Category SEGWAY ZT3 Pro APOLLO Explore 20
Weight ❌ Heavier, bulkier overall ✅ Slightly lighter to move
Range ❌ Similar but smaller pack ✅ Slight edge with bigger pack
Max Speed ✅ Stable at top speed ✅ Same top speed class
Power ❌ Feels more relaxed ✅ Punchier controller feel
Battery Size ❌ Smaller capacity ✅ Larger capacity
Suspension ✅ Longer travel, big wheels ❌ Softer, less versatile
Design ❌ Chunky, a bit plasticky ✅ Cleaner, more polished
Safety ✅ Discs, TCS, stable chassis ✅ Brilliant lights, IP66
Practicality ❌ Bulkier, awkward to store ✅ Slightly easier daily use
Comfort ✅ Big tyres, plush off-road ✅ Softer on city streets
Features ✅ TCS, AirLock, fast charge ✅ Strong app, regen throttle
Serviceability ✅ Huge parts ecosystem ❌ Smaller network
Customer Support ❌ Big, slower bureaucracy ✅ More responsive, engaged
Fun Factor ❌ Competent, slightly clinical ✅ Livelier, more playful
Build Quality ✅ Tank-like core structure ✅ Very solid, refined
Component Quality ❌ Plastics feel cheaper ✅ Nicer touch points
Brand Name ✅ Massive, well-known brand ❌ Smaller, niche brand
Community ✅ Huge global user base ✅ Smaller but very active
Lights (visibility) ❌ Good, but mid-mounted ✅ Stem light, 360° package
Lights (illumination) ✅ Wide X-beam pattern ✅ Strong forward throw
Acceleration ❌ Smooth but less urgent ✅ Sharper off the line
Arrive with smile factor ❌ Solid, not thrilling ✅ Feels more spirited
Arrive relaxed factor ✅ Very stable, cushy ✅ Floaty, supple ride
Charging speed ✅ Very fast standard charge ❌ Slow without fast charger
Reliability ✅ Proven Segway robustness ✅ Solid, maturing platform
Folded practicality ❌ Very bulky folded ❌ Bars don't fold either
Ease of transport ❌ Heavier, awkward grab points ✅ Frame handle helps a bit
Handling ❌ Tall, more lumbering ✅ Nimbler, easier to place
Braking performance ✅ Strong mechanical discs ❌ Softer drum feel
Riding position ✅ Commanding, high stance ✅ Natural, relaxed geometry
Handlebar quality ❌ Functional, not special ✅ Better grips, cockpit
Throttle response ❌ More conservative tune ✅ Crisp, well-mapped
Dashboard/Display ✅ Bright hexagonal LCD ❌ Dot-matrix less legible
Security (locking) ❌ No proper lock loop ✅ Frame doubles as anchor
Weather protection ✅ Strong IP, good sealing ✅ Even better IP66 rating
Resale value ✅ Strong Segway second-hand ❌ Smaller market recognition
Tuning potential ✅ Big modding community ❌ More closed ecosystem
Ease of maintenance ✅ Parts, guides everywhere ✅ Drums, tubeless very simple
Value for Money ❌ Solid but not outstanding ✅ More rounded for price

Overall Winner Declaration

Winner

In the Numbers Freaks Corner, the SEGWAY ZT3 Pro scores 3 points against the APOLLO Explore 20's 8. In the Author's Category Battle, the SEGWAY ZT3 Pro gets 20 ✅ versus 30 ✅ for APOLLO Explore 20 (with a few ties sprinkled in).

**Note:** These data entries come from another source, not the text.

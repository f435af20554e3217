pub mod edge_cache;
pub mod time_series;

pub use edge_cache::{cache_key, EdgeCache};
pub use time_series::{MatchTimeSeries, TimeSeriesStore};
use std::collections::BTreeMap;

use dashmap::DashMap;
use serde::{Deserialize, Serialize};

use crate::types::{MarketFamily, MatchStats, OddsQuote};

// ---------------------------------------------------------------------------
// MatchTimeSeries
// ---------------------------------------------------------------------------

/// Per-match history keyed by match minute. `BTreeMap` keys give both the
/// one-entry-per-minute rule and ascending iteration.
#[derive(Debug, Clone, Default, PartialEq, Serialize, Deserialize)]
pub struct MatchTimeSeries {
    pub stats: BTreeMap<u32, MatchStats>,
    pub over_under: BTreeMap<u32, OddsQuote>,
    pub handicap: BTreeMap<u32, OddsQuote>,
}

impl MatchTimeSeries {
    fn odds(&self, family: MarketFamily) -> &BTreeMap<u32, OddsQuote> {
        match family {
            MarketFamily::OverUnder => &self.over_under,
            MarketFamily::Handicap => &self.handicap,
        }
    }

    fn odds_mut(&mut self, family: MarketFamily) -> &mut BTreeMap<u32, OddsQuote> {
        match family {
            MarketFamily::OverUnder => &mut self.over_under,
            MarketFamily::Handicap => &mut self.handicap,
        }
    }
}

// ---------------------------------------------------------------------------
// TimeSeriesStore
// ---------------------------------------------------------------------------

/// match_id → history. Each match lives in its own DashMap shard entry, so
/// writers for unrelated matches never wait on each other.
#[derive(Default)]
pub struct TimeSeriesStore {
    series: DashMap<String, MatchTimeSeries>,
}

impl TimeSeriesStore {
    pub fn new() -> Self {
        Self::default()
    }

    /// Upsert: a later write for the same minute replaces the earlier one.
    pub fn record_stats(&self, match_id: &str, minute: u32, stats: MatchStats) {
        self.series
            .entry(match_id.to_string())
            .or_default()
            .stats
            .insert(minute, stats);
    }

    /// Upsert keyed by `quote.minute` inside the given family.
    pub fn record_odds(&self, match_id: &str, family: MarketFamily, quote: OddsQuote) {
        self.series
            .entry(match_id.to_string())
            .or_default()
            .odds_mut(family)
            .insert(quote.minute, quote);
    }

    /// Odds history for one family, ascending by minute.
    pub fn history(&self, match_id: &str, family: MarketFamily) -> Vec<OddsQuote> {
        self.series
            .get(match_id)
            .map(|s| s.odds(family).values().copied().collect())
            .unwrap_or_default()
    }

    /// Stats history, ascending by minute.
    pub fn stats_history(&self, match_id: &str) -> Vec<(u32, MatchStats)> {
        self.series
            .get(match_id)
            .map(|s| s.stats.iter().map(|(m, st)| (*m, *st)).collect())
            .unwrap_or_default()
    }

    /// Highest-minute quote of a family, if any.
    pub fn latest(&self, match_id: &str, family: MarketFamily) -> Option<OddsQuote> {
        let series = self.series.get(match_id)?;
        series.odds(family).values().next_back().copied()
    }

    /// Owned copy of a match's full history, for persistence.
    pub fn snapshot(&self, match_id: &str) -> Option<MatchTimeSeries> {
        self.series.get(match_id).map(|s| s.clone())
    }

    /// Seed a match from persisted state. Entries already recorded in memory win.
    pub fn restore(&self, match_id: &str, persisted: MatchTimeSeries) {
        let mut entry = self.series.entry(match_id.to_string()).or_default();
        for (minute, stats) in persisted.stats {
            entry.stats.entry(minute).or_insert(stats);
        }
        for (minute, quote) in persisted.over_under {
            entry.over_under.entry(minute).or_insert(quote);
        }
        for (minute, quote) in persisted.handicap {
            entry.handicap.entry(minute).or_insert(quote);
        }
    }
}

// ---------------------------------------------------------------------------
// Tests
// ---------------------------------------------------------------------------

#[cfg(test)]
mod tests {
    use rust_decimal_macros::dec;

    use super::*;
    use crate::types::{MarketPrices, StatPair};

    fn stats(corners_home: u32) -> MatchStats {
        MatchStats {
            corners: StatPair::new(corners_home, 0),
            ..MatchStats::default()
        }
    }

    fn ou_quote(minute: u32, over: rust_decimal::Decimal) -> OddsQuote {
        OddsQuote {
            minute,
            handicap_line: dec!(2.5),
            prices: MarketPrices::OverUnder { over: Some(over), under: Some(dec!(1.9)) },
        }
    }

    #[test]
    fn same_minute_write_replaces() {
        let store = TimeSeriesStore::new();
        store.record_stats("m1", 30, stats(1));
        store.record_stats("m1", 30, stats(4));

        let history = store.stats_history("m1");
        assert_eq!(history.len(), 1);
        assert_eq!(history[0], (30, stats(4)));
    }

    #[test]
    fn history_is_ascending_regardless_of_write_order() {
        let store = TimeSeriesStore::new();
        store.record_stats("m1", 10, stats(1));
        store.record_stats("m1", 5, stats(2));
        store.record_stats("m1", 7, stats(3));

        let minutes: Vec<u32> = store.stats_history("m1").iter().map(|(m, _)| *m).collect();
        assert_eq!(minutes, vec![5, 7, 10]);
    }

    #[test]
    fn odds_families_are_independent_and_ordered() {
        let store = TimeSeriesStore::new();
        store.record_odds("m1", MarketFamily::OverUnder, ou_quote(40, dec!(1.8)));
        store.record_odds("m1", MarketFamily::OverUnder, ou_quote(12, dec!(2.1)));
        store.record_odds("m1", MarketFamily::OverUnder, ou_quote(40, dec!(1.75)));

        let ou = store.history("m1", MarketFamily::OverUnder);
        assert_eq!(ou.iter().map(|q| q.minute).collect::<Vec<_>>(), vec![12, 40]);
        assert_eq!(ou[1].price_for(crate::types::MarketType::Over), Some(dec!(1.75)));
        assert!(store.history("m1", MarketFamily::Handicap).is_empty());
    }

    #[test]
    fn latest_is_max_minute_or_none() {
        let store = TimeSeriesStore::new();
        assert!(store.latest("m1", MarketFamily::OverUnder).is_none());
        assert!(store.stats_history("m1").is_empty());

        store.record_odds("m1", MarketFamily::OverUnder, ou_quote(55, dec!(1.7)));
        store.record_odds("m1", MarketFamily::OverUnder, ou_quote(20, dec!(2.0)));
        assert_eq!(store.latest("m1", MarketFamily::OverUnder).unwrap().minute, 55);

        store.record_stats("m1", 3, stats(0));
        store.record_stats("m1", 9, stats(2));
        assert_eq!(store.stats_history("m1").last().unwrap().0, 9);
    }

    #[test]
    fn matches_are_partitioned() {
        let store = TimeSeriesStore::new();
        store.record_stats("m1", 10, stats(1));
        store.record_stats("m2", 20, stats(2));
        assert_eq!(store.stats_history("m1").len(), 1);
        assert_eq!(store.stats_history("m2")[0].0, 20);
    }

    #[test]
    fn restore_keeps_fresher_in_memory_entries() {
        let store = TimeSeriesStore::new();
        store.record_stats("m1", 10, stats(9));

        let mut persisted = MatchTimeSeries::default();
        persisted.stats.insert(5, stats(1));
        persisted.stats.insert(10, stats(2));
        store.restore("m1", persisted);

        let history = store.stats_history("m1");
        assert_eq!(history, vec![(5, stats(1)), (10, stats(9))]);
    }

    #[test]
    fn snapshot_survives_json() {
        let store = TimeSeriesStore::new();
        store.record_stats("m1", 10, stats(3));
        store.record_odds("m1", MarketFamily::OverUnder, ou_quote(10, dec!(1.85)));

        let snap = store.snapshot("m1").unwrap();
        let bytes = serde_json::to_vec(&snap).unwrap();
        let back: MatchTimeSeries = serde_json::from_slice(&bytes).unwrap();
        assert_eq!(back, snap);
    }
}
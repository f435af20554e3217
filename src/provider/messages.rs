use std::collections::HashMap;
use std::str::FromStr;

use rust_decimal::Decimal;
use serde::Deserialize;
use serde_json::Value;
use tracing::warn;

use crate::error::{FetchError, ProviderError};
use crate::types::{
    MarketFamily, MarketPrices, MatchSnapshot, MatchStats, OddsMarketSet, OddsQuote, Score,
    StatPair,
};

// ---------------------------------------------------------------------------
// Raw shapes
// ---------------------------------------------------------------------------

/// Top-level envelope shared by both upstream endpoints.
/// `results` stays untyped so that one odd entry cannot sink the whole payload.
#[derive(Debug, Deserialize)]
struct RawEnvelope {
    success: Option<Value>,
    results: Option<Value>,
    error: Option<Value>,
}

#[derive(Debug, Deserialize)]
struct RawNamed {
    name: Option<String>,
}

#[derive(Debug, Deserialize)]
struct RawTimer {
    tm: Option<Value>,
}

/// One live event from the in-play listing. Every field is optional upstream.
#[derive(Debug, Deserialize)]
struct RawEvent {
    id: Option<Value>,
    league: Option<RawNamed>,
    home: Option<RawNamed>,
    away: Option<RawNamed>,
    /// Score as "H-A".
    ss: Option<String>,
    /// Elapsed minute as a string; `timer.tm` is preferred when present.
    time: Option<Value>,
    timer: Option<RawTimer>,
    /// stat name → [home, away], usually strings.
    stats: Option<HashMap<String, Vec<Value>>>,
}

/// One quote inside `results.odds["1_2" | "1_3"]`.
#[derive(Debug, Deserialize)]
struct RawQuote {
    handicap: Option<Value>,
    time_str: Option<Value>,
    add_time: Option<Value>,
    over_od: Option<Value>,
    under_od: Option<Value>,
    home_od: Option<Value>,
    away_od: Option<Value>,
}

/// Only a JSON object is an envelope. A derived struct would also accept an
/// array positionally, so the shape is checked on a `Value` first.
fn read_envelope(body: &[u8], what: &str) -> Result<RawEnvelope, FetchError> {
    let value: Value = serde_json::from_slice(body)
        .map_err(|e| FetchError::InvalidPayload(format!("{what} envelope: {e}")))?;
    if !value.is_object() {
        return Err(FetchError::InvalidPayload(format!("{what} envelope is not a JSON object")));
    }
    serde_json::from_value(value)
        .map_err(|e| FetchError::InvalidPayload(format!("{what} envelope: {e}")))
}

// ---------------------------------------------------------------------------
// Listing
// ---------------------------------------------------------------------------

/// Parse an in-play listing body into snapshots.
///
/// A success flag other than `1` / `"1"` is `UpstreamRejected`. Individual
/// events that cannot be read (no id, malformed score) are skipped.
pub fn parse_listing(body: &[u8]) -> Result<Vec<MatchSnapshot>, ProviderError> {
    let envelope = read_envelope(body, "listing")?;

    if flag(envelope.success.as_ref()) != Some(1) {
        let message = envelope
            .error
            .as_ref()
            .and_then(value_to_string)
            .unwrap_or_else(|| "upstream reported failure".to_string());
        return Err(ProviderError::UpstreamRejected(message));
    }

    let events = match envelope.results {
        Some(Value::Array(events)) => events,
        _ => return Ok(Vec::new()),
    };

    let mut out = Vec::with_capacity(events.len());
    for raw in events {
        let event = match serde_json::from_value::<RawEvent>(raw) {
            Ok(e) => e,
            Err(e) => {
                warn!("[PROVIDER] skipping unreadable event: {e}");
                continue;
            }
        };
        if let Some(snapshot) = event.into_snapshot() {
            out.push(snapshot);
        }
    }
    Ok(out)
}

impl RawEvent {
    fn into_snapshot(self) -> Option<MatchSnapshot> {
        let Some(id) = self.id.as_ref().and_then(value_to_string).filter(|s| !s.is_empty()) else {
            warn!("[PROVIDER] skipping event without id");
            return None;
        };

        let score = match self.ss.as_deref().map(str::trim) {
            None | Some("") => Score::default(),
            Some(raw) => match raw.parse::<Score>() {
                Ok(s) => s,
                Err(e) => {
                    warn!(match_id = %id, "[PROVIDER] skipping event: {e}");
                    return None;
                }
            },
        };

        let minute = self
            .timer
            .as_ref()
            .and_then(|t| t.tm.as_ref())
            .and_then(parse_count)
            .or_else(|| self.time.as_ref().and_then(parse_count))
            .unwrap_or(0);

        let stats = self.stats.as_ref().map(parse_stats).unwrap_or_default();

        Some(MatchSnapshot {
            id,
            league_name: name_of(self.league),
            home_name: name_of(self.home),
            away_name: name_of(self.away),
            score,
            minute,
            stats,
        })
    }
}

fn name_of(named: Option<RawNamed>) -> String {
    named.and_then(|n| n.name).unwrap_or_default()
}

fn parse_stats(raw: &HashMap<String, Vec<Value>>) -> MatchStats {
    let pair = |key: &str| -> StatPair {
        match raw.get(key).map(Vec::as_slice) {
            Some([home, away]) => StatPair::new(
                parse_count(home).unwrap_or(0),
                parse_count(away).unwrap_or(0),
            ),
            _ => StatPair::default(),
        }
    };
    MatchStats {
        attacks: pair("attacks"),
        dangerous_attacks: pair("dangerous_attacks"),
        on_target: pair("on_target"),
        off_target: pair("off_target"),
        corners: pair("corners"),
        yellow_cards: pair("yellowcards"),
        red_cards: pair("redcards"),
    }
}

// ---------------------------------------------------------------------------
// Odds
// ---------------------------------------------------------------------------

/// Parse an odds body. `Ok(None)` when upstream flags failure or carries no
/// usable quotes; absence of odds is a normal state.
pub fn parse_odds(body: &[u8]) -> Result<Option<OddsMarketSet>, ProviderError> {
    let envelope = read_envelope(body, "odds")?;

    if flag(envelope.success.as_ref()) == Some(0) {
        let message = envelope.error.as_ref().and_then(value_to_string).unwrap_or_default();
        warn!("[PROVIDER] odds request flagged as failed upstream: {message}");
        return Ok(None);
    }

    let Some(odds) = envelope
        .results
        .as_ref()
        .and_then(|r| r.get("odds"))
        .and_then(Value::as_object)
    else {
        return Ok(None);
    };

    let family = |f: MarketFamily| -> Vec<OddsQuote> {
        match odds.get(f.upstream_key()) {
            Some(Value::Array(quotes)) => parse_family(f, quotes),
            _ => Vec::new(),
        }
    };

    let set = OddsMarketSet {
        over_under: family(MarketFamily::OverUnder),
        handicap: family(MarketFamily::Handicap),
    };
    Ok((!set.is_empty()).then_some(set))
}

/// Quotes of one family, ascending by upstream `add_time` so that, within a
/// single payload, the most recent quote for a minute is written last.
fn parse_family(family: MarketFamily, quotes: &[Value]) -> Vec<OddsQuote> {
    let mut timed: Vec<(i64, OddsQuote)> = quotes
        .iter()
        .filter_map(|v| serde_json::from_value::<RawQuote>(v.clone()).ok())
        .filter_map(|q| {
            let minute = q.time_str.as_ref().and_then(parse_count)?;
            let added = q.add_time.as_ref().and_then(parse_i64).unwrap_or(0);
            let prices = match family {
                MarketFamily::OverUnder => MarketPrices::OverUnder {
                    over: parse_price(q.over_od.as_ref()),
                    under: parse_price(q.under_od.as_ref()),
                },
                MarketFamily::Handicap => MarketPrices::Handicap {
                    home: parse_price(q.home_od.as_ref()),
                    away: parse_price(q.away_od.as_ref()),
                },
            };
            Some((
                added,
                OddsQuote {
                    minute,
                    handicap_line: parse_handicap(q.handicap.as_ref()),
                    prices,
                },
            ))
        })
        .collect();
    timed.sort_by_key(|(added, _)| *added);
    timed.into_iter().map(|(_, q)| q).collect()
}

// ---------------------------------------------------------------------------
// Defensive scalar parsing
// ---------------------------------------------------------------------------

fn value_to_string(v: &Value) -> Option<String> {
    match v {
        Value::String(s) => Some(s.trim().to_string()),
        Value::Number(n) => Some(n.to_string()),
        _ => None,
    }
}

/// `success` arrives as `1`, `"1"`, `0` or `"0"`.
fn flag(v: Option<&Value>) -> Option<i64> {
    match v? {
        Value::Bool(b) => Some(i64::from(*b)),
        other => parse_i64(other),
    }
}

fn parse_i64(v: &Value) -> Option<i64> {
    match v {
        Value::Number(n) => n.as_i64(),
        Value::String(s) => s.trim().parse().ok(),
        _ => None,
    }
}

/// Non-negative counter. Fractional input is truncated.
fn parse_count(v: &Value) -> Option<u32> {
    let raw = value_to_string(v)?;
    if let Ok(n) = raw.parse::<u32>() {
        return Some(n);
    }
    let f = raw.parse::<f64>().ok().filter(|f| f.is_finite() && *f >= 0.0)?;
    Some(f.trunc().min(f64::from(u32::MAX)) as u32)
}

fn parse_decimal(raw: &str) -> Option<Decimal> {
    let raw = raw.trim();
    let raw = raw.strip_prefix('+').unwrap_or(raw);
    Decimal::from_str(raw).ok()
}

/// Decimal odds; anything missing, unparseable or below 1.0 is absent.
fn parse_price(v: Option<&Value>) -> Option<Decimal> {
    let raw = value_to_string(v?)?;
    parse_decimal(&raw).filter(|p| *p >= Decimal::ONE)
}

/// Handicap line. A split line such as `"2.0,2.5"` is the quarter line between
/// its halves; missing or unreadable is `0`.
pub fn parse_handicap(v: Option<&Value>) -> Decimal {
    let Some(raw) = v.and_then(value_to_string) else {
        return Decimal::ZERO;
    };
    let parts: Option<Vec<Decimal>> = raw.split(',').map(parse_decimal).collect();
    match parts.as_deref() {
        Some([single]) => *single,
        Some([a, b]) => (*a + *b) / Decimal::TWO,
        _ => Decimal::ZERO,
    }
}

// ---------------------------------------------------------------------------
// Tests
// ---------------------------------------------------------------------------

Totals: SEGWAY ZT3 Pro scores 23, APOLLO Explore 20 scores 38.

Based on the scoring, the APOLLO Explore 20 is our overall winner. Both scooters are genuinely capable machines, but the Apollo Explore 20 simply feels like the more coherent package for someone who rides every day and wants their scooter to disappear into the background of their life - until they open the throttle, anyway. It's more comfortable where it counts, more confidence-inspiring in bad weather, and more rewarding in day-to-day use. The Segway ZT3 Pro is tough, competent and occasionally brilliant on awful roads, but it never quite shakes the sense of being a rugged experiment rather than a perfectly honed commuter. If you pick the Apollo, you're choosing the smoother, more grown-up experience - and your future self, dragging a scooter up stairs after a long day, is likely to be grateful.

That's our verdict when we try to stay objective – but hey, riding is mostly about emotions anyway, so pick the one that will make you look forward to your commute every single day.